[Dataset excerpts]
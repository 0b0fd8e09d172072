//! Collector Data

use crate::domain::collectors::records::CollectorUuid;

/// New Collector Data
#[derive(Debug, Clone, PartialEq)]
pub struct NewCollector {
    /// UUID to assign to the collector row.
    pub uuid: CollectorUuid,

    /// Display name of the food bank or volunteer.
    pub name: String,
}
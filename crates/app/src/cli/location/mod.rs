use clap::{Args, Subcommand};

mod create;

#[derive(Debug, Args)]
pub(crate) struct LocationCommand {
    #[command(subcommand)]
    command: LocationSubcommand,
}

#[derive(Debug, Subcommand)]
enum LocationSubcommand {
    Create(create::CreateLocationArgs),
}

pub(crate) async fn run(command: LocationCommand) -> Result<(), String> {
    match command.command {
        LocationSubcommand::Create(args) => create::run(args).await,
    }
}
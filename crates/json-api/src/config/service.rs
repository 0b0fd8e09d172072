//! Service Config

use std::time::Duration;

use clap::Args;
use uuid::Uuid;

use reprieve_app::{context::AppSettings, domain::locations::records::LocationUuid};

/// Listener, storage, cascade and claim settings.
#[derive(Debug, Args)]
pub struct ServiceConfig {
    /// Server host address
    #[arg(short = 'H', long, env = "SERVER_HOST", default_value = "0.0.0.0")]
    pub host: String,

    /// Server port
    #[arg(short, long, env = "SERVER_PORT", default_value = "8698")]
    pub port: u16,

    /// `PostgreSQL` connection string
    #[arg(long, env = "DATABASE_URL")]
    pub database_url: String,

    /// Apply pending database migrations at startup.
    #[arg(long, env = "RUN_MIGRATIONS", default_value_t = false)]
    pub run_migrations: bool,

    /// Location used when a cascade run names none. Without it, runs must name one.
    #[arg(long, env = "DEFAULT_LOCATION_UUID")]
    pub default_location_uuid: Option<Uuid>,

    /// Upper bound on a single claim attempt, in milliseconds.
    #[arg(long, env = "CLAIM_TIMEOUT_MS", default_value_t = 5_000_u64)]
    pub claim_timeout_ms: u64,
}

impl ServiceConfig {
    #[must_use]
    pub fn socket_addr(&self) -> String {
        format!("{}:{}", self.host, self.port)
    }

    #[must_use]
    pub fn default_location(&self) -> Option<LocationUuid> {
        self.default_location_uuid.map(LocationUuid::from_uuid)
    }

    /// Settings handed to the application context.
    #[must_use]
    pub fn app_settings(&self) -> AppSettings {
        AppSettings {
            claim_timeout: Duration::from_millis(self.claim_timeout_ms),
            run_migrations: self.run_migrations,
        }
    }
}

▸ **Your objective**
Tell how many lines of the entries above include "long". The answer should be the number and nothing more.

▸ **The answer**
6